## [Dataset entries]

•••

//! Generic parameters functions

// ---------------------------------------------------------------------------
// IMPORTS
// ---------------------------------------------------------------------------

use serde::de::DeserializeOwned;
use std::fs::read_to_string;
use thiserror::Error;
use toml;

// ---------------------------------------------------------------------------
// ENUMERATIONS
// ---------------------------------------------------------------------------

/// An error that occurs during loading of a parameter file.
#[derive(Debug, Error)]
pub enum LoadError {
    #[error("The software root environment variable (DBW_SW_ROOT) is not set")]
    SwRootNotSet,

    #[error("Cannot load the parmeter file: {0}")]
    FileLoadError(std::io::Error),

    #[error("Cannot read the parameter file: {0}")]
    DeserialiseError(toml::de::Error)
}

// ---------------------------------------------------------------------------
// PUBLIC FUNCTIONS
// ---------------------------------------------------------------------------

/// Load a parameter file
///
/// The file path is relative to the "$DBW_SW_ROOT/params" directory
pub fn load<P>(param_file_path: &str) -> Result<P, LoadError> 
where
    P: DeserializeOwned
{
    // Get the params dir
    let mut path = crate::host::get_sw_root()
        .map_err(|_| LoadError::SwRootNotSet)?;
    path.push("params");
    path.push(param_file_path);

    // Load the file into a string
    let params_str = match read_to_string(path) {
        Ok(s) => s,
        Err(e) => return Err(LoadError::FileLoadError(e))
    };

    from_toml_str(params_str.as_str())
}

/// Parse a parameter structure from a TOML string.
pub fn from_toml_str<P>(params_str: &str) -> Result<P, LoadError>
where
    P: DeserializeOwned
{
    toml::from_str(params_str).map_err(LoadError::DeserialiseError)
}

•••

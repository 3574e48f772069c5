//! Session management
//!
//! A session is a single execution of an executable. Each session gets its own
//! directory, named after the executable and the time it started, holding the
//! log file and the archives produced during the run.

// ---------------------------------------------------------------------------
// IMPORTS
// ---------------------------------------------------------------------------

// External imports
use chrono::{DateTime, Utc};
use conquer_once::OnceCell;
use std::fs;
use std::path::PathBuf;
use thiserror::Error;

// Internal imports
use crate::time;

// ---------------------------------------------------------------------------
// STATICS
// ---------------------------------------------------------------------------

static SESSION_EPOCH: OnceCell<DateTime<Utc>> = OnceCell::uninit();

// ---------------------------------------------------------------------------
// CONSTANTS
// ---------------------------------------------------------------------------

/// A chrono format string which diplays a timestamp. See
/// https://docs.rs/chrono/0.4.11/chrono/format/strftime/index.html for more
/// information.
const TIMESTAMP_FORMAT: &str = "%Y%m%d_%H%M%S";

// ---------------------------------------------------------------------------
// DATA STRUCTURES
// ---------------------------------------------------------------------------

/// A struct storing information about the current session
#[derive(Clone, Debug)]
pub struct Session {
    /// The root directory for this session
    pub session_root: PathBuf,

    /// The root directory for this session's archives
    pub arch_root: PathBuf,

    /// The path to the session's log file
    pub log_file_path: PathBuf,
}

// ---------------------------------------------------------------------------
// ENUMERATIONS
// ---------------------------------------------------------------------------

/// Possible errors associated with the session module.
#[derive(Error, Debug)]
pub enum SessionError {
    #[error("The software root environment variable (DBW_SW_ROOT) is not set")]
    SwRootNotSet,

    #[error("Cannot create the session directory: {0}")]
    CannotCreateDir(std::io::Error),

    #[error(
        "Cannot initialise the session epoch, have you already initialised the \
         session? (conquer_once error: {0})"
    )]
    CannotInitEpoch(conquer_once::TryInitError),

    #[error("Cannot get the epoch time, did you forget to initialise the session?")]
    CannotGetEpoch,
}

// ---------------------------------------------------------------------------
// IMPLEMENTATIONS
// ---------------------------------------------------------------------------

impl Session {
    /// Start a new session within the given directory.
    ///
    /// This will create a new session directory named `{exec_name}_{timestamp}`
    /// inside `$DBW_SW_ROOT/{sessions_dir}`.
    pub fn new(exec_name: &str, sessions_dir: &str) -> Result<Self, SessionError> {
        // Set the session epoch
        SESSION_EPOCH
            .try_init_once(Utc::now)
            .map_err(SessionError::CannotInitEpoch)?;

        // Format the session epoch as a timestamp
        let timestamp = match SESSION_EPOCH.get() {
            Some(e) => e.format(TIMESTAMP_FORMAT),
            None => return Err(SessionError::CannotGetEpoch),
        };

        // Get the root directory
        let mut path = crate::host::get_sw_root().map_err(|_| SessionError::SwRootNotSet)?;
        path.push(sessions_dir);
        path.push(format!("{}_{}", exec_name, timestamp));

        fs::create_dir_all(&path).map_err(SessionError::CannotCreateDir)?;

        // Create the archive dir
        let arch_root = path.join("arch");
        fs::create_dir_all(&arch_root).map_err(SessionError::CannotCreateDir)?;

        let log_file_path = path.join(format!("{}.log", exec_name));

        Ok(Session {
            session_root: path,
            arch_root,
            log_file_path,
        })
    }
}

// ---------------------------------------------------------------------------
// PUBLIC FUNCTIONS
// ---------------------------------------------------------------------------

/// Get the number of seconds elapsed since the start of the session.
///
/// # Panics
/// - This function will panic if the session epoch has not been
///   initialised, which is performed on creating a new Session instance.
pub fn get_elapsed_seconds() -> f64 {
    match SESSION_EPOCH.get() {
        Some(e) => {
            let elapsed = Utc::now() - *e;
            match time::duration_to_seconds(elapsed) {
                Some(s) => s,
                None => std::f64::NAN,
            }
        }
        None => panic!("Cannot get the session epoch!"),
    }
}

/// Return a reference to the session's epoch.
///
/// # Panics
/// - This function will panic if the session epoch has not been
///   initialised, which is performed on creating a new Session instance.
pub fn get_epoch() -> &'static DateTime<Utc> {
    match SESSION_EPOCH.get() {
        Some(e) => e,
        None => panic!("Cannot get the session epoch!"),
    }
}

•••

## [Task directions]
Copy the records above exactly, beginning at the line that contains "Generic parameters functions" and stopping after the line that contains "pub enum LoadError".

## [Task output]
//! Generic parameters functions

// ---------------------------------------------------------------------------
// IMPORTS
// ---------------------------------------------------------------------------

use serde::de::DeserializeOwned;
use std::fs::read_to_string;
use thiserror::Error;
use toml;

// ---------------------------------------------------------------------------
// ENUMERATIONS
// ---------------------------------------------------------------------------

/// An error that occurs during loading of a parameter file.
#[derive(Debug, Error)]
pub enum LoadError {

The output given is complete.